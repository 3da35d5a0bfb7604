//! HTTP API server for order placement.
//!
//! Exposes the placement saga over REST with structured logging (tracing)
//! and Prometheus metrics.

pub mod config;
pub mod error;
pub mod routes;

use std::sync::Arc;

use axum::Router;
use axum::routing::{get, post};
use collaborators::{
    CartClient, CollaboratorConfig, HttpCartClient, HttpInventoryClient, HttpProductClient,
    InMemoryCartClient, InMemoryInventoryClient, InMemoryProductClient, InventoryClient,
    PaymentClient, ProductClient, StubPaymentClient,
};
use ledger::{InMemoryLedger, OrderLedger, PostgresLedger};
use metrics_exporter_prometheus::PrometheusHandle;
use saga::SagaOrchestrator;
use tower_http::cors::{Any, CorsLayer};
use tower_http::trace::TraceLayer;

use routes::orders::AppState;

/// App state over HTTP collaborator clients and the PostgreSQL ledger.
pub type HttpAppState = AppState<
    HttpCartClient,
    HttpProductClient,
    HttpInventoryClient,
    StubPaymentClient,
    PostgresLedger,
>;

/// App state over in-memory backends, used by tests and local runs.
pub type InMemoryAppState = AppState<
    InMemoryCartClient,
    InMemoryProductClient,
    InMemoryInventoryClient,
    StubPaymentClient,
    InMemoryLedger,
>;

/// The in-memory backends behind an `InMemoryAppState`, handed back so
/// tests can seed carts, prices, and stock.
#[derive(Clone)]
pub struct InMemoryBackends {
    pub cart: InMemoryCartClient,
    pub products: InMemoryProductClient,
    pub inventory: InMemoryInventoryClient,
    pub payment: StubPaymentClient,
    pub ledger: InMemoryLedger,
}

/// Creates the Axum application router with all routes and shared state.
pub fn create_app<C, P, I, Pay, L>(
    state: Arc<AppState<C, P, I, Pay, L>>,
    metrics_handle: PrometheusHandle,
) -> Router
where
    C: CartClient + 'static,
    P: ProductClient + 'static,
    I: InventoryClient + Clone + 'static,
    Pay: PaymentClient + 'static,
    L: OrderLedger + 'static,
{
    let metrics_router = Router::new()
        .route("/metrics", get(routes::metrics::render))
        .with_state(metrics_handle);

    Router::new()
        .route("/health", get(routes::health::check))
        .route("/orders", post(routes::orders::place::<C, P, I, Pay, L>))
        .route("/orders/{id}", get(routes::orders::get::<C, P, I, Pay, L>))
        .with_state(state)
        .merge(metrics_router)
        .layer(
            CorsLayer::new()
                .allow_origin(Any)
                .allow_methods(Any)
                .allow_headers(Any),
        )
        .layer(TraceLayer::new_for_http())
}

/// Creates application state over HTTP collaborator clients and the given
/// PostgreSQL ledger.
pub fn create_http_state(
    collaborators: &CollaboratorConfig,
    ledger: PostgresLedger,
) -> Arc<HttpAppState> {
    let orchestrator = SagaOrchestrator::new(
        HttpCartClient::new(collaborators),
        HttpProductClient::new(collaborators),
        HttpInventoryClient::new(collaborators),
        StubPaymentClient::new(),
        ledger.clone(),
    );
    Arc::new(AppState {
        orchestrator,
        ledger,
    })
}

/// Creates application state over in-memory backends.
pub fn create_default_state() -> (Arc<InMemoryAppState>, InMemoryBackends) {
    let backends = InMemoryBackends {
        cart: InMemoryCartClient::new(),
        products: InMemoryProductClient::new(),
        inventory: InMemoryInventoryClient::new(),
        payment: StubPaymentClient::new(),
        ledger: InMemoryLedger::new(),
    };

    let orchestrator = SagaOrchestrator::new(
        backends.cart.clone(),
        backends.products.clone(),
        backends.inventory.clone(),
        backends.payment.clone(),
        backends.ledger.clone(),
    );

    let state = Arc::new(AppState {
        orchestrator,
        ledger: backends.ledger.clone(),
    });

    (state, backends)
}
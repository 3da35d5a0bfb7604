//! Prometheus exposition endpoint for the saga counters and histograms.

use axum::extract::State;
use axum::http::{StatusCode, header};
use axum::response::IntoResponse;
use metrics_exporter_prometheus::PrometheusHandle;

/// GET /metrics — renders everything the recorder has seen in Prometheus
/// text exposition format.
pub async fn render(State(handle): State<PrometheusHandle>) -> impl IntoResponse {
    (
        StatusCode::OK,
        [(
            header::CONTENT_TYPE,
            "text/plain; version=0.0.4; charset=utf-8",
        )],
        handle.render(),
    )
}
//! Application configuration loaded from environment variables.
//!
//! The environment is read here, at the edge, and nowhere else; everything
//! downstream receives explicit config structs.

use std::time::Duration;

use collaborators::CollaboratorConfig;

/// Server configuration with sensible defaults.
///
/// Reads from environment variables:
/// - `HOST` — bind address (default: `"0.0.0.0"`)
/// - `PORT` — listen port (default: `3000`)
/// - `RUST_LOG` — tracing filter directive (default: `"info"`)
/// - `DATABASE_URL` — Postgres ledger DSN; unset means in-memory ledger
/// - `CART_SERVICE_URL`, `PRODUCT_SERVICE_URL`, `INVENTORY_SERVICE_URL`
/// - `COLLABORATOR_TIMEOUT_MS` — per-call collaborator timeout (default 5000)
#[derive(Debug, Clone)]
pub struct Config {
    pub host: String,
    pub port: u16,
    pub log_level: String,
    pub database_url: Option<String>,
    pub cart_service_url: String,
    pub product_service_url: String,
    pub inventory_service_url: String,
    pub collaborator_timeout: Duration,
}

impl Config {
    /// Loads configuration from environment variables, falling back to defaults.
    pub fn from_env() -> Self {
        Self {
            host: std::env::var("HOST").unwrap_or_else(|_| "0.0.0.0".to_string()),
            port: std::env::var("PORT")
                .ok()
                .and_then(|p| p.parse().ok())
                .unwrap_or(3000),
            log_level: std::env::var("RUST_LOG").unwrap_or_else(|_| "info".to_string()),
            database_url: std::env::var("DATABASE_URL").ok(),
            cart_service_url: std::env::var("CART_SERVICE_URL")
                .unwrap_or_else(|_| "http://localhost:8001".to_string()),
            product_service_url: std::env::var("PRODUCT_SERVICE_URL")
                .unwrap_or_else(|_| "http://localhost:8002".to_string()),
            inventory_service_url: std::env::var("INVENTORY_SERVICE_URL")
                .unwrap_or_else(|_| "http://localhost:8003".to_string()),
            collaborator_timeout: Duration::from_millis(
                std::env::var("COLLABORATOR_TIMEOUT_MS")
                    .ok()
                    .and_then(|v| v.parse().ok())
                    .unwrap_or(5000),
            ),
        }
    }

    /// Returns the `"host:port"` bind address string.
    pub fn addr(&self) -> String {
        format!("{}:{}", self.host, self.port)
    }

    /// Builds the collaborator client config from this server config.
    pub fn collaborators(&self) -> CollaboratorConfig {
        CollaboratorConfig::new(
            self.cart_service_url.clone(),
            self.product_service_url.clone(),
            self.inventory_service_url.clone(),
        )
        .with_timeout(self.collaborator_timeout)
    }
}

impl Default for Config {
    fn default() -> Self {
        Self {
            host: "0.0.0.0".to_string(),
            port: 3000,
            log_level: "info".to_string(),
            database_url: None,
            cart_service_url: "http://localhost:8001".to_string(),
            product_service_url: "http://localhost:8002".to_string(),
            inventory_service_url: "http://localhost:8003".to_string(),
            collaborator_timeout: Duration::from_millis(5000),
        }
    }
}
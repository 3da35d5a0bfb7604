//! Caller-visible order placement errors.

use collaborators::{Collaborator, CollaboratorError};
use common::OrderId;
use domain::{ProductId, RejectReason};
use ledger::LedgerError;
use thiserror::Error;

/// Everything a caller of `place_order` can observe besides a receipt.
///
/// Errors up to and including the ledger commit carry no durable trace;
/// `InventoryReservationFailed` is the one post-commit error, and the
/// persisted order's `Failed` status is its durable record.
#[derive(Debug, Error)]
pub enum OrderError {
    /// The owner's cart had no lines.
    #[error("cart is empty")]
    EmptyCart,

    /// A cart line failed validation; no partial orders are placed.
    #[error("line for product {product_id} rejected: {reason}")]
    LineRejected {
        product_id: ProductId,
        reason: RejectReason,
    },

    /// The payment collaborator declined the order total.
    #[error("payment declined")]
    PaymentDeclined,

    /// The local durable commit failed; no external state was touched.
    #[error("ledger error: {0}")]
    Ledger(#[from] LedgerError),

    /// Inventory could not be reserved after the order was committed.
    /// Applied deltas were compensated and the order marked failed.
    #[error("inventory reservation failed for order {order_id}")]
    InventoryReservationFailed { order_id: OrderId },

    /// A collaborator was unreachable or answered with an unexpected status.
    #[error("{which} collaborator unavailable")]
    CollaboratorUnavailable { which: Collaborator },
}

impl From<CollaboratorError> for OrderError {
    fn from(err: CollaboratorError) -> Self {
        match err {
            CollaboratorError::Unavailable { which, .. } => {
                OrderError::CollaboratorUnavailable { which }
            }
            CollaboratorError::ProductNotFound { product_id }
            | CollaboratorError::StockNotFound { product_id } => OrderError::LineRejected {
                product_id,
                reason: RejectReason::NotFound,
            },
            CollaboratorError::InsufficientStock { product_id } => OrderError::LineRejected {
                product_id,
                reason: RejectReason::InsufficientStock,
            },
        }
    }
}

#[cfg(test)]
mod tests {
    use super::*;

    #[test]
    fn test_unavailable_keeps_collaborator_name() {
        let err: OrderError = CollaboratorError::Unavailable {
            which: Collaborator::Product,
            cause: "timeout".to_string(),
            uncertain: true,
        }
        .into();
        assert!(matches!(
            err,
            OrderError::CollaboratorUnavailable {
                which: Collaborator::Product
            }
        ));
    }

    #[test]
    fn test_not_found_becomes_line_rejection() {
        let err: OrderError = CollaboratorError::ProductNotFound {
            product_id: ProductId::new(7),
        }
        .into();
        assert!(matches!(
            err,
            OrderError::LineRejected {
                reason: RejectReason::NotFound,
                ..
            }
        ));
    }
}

PROMPT: Extract each line holding the word "Duration" from the records.

FINAL ANSWER:
use std::time::Duration;
    pub collaborator_timeout: Duration,
            collaborator_timeout: Duration::from_millis(
            collaborator_timeout: Duration::from_millis(5000),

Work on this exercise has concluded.